Tendemos a pensar en la polarización política como la distancia entre las posiciones con las que la gente se identifica, por ejemplo, en el eje izquierda/derecha, en impuestos o en política social. Esto se conoce como polarización ideológica. Pero hay otra forma importante de polarización, relacionada con la animosidad entre personas con posturas distintas. Se le llama polarización afectiva y se mide comparando las evaluaciones que las personas hacen de “los suyos” y de “los otros” o la disposición a socializar con los del otro bando. Ambas formas de polarización están conectadas, pero no son lo mismo y no siempre van a la par (Levendusky y Malhotra, 2016).

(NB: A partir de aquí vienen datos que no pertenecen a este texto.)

/// Metadata-only scorer for uploaded files. Never reads the content.
#[derive(Debug, Clone, Copy, Default)]
pub struct FileHeuristic;

impl FileHeuristic {
    pub fn new() -> Self {
        Self
    }

    /// Scores a file by extension and size.
    pub fn score_file(&self, name: &str, size_bytes: u64) -> ClassificationResult {
        let ext = file_extension(name);
        let file_type = ext.as_deref().map(|e| format!(".{e}")).unwrap_or_default();
        let ext = ext.as_deref().unwrap_or_default();

        let (risk, confidence, reason) = if EXECUTABLE_EXTENSIONS.contains(&ext) {
            (
                RiskLevel::High,
                0.85,
                format!("Potentially dangerous file type: {file_type}"),
            )
        } else if ARCHIVE_EXTENSIONS.contains(&ext) {
            (
                RiskLevel::Medium,
                0.70,
                format!("Archive file requiring caution: {file_type}"),
            )
        } else if size_bytes > LARGE_FILE_BYTES {
            (
                RiskLevel::Medium,
                0.65,
                "Large file size may indicate risk".to_string(),
            )
        } else {
            (
                ArtifactKind::File.safe_floor(),
                0.80,
                "File appears safe based on basic analysis".to_string(),
            )
        };

        ClassificationResult::heuristic(
            risk,
            confidence,
            json!({
                "analysis": "fallback",
                "reason": reason,
                "fileType": file_type,
                "size": size_bytes,
            }),
        )
    }
}

impl Heuristic for FileHeuristic {
    fn score(&self, request: &ClassificationRequest) -> ClassificationResult {
        match request {
            ClassificationRequest::File {
                name, size_bytes, ..
            } => self.score_file(name, *size_bytes),
            other => self.score_file(other.label(), 0),
        }
    }

    fn name(&self) -> &'static str {
        "file-heuristic"
    }
}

En Estados Unidos, donde esto se ha investigado más, hay consenso en que en las últimas décadas la polarización, tanto ideológica como afectiva, ha aumentado en la élite política. En la población general es menos claro lo que ha pasado en términos ideológicos, pues el ciudadano medio sigue siendo moderado (Fiorina et al., 2008; cft. Abramowitz y Saunders, 2008). Aun así, la población está mucho más polarizada en sus afectos: si en 1960 el 5% declaraba que se sentiría infeliz si su hijo se casara con alguien del partido contrario, en 2010 esta cifra llegó a 33% entre los demócratas y a 49% entre los republicanos (Iyengar et al., 2012).

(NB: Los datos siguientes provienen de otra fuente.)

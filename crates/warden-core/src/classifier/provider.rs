//! The provider seam of the pipeline.

use async_trait::async_trait;

use super::risk::{ClassificationRequest, ClassificationResult};
use crate::error::ProviderError;

/// An external classification service for one or more artifact kinds.
///
/// Implementations wrap exactly one remote call, hold only static
/// configuration, and never fall back to local scoring themselves. Falling
/// back is the chain's job.
#[async_trait]
pub trait ClassificationProvider: Send + Sync {
    /// Returns the name of this provider for logging and result attribution.
    fn name(&self) -> &'static str;

    /// Returns true if this provider can classify the request.
    ///
    /// Requests that are not accepted are skipped by the chain without
    /// counting as a failure.
    fn accepts(&self, request: &ClassificationRequest) -> bool;

    /// Classifies the request.
    async fn classify(
        &self,
        request: &ClassificationRequest,
    ) -> Result<ClassificationResult, ProviderError>;
}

¿Por qué la sociedad norteamericana, que se ha vuelto más tolerante en otras dimensiones, ve con peores ojos emparentarse con quien piensa distinto? La pregunta es importante para la convivencia democrática. Aunque se quiera culpar a las redes sociales, la polarización afectiva no ha aumentado especialmente entre quienes más las usan, tampoco en todos los países (Boxell et al., 2017 y 2020). Parece más plausible la tesis de que se han fortalecido las identidades partidarias, con una alineación más clara con la ideología, la raza y la religión (Iyengar et al., 2019).
Parte de la polarización afectiva se debería también a percepciones equivocadas (o exageradas) de los otros (Druckman et al., 2020). El relato típico en EE.UU. hoy es que ser republicano o demócrata forma parte de una identidad abarcadora, que se refleja en cada opinión y en cada detalle del modo de vida. Algo tiene de cierto, pero es exagerado. Hace poco el New York Times mostró fotos del interior de refrigeradores, pidiendo adivinar si correspondían a hogares de votantes de Biden o de Trump. Pese a las caricaturas imaginables de comida orgánica vs. chatarra, los informados lectores del NYT no adivinaron el voto con más éxito que una moneda.
Lo cierto es que la polarización afectiva disminuye cuando las personas se informan sobre otros puntos de vista (Levy, 2021) o cuando se les entrega información biográfica sobre el otro (Rogowski y Sutherland, 2015). De hecho, se ha dicho que el problema empeoró en los noventa, cuando entre los senadores se puso de moda mantener a las familias en los estados, no en Washington DC: dejaron de encontrarse socialmente (Haidt, 2012).
¿Y nosotros? ¿Tendrá nuestra crispación más que ver con la ideología o con los afectos? La última CEP muestra que la gente se identifica mucho más con el centro que con los extremos. Pero, a diferencia de EE.UU., acá la identidad de los partidos se ha debilitado. Aun así, el ambiente se percibe cargado. ¿Es posible que, como los refrigeradores norteamericanos, seamos menos diferentes entre bandos de lo que a veces pensamos?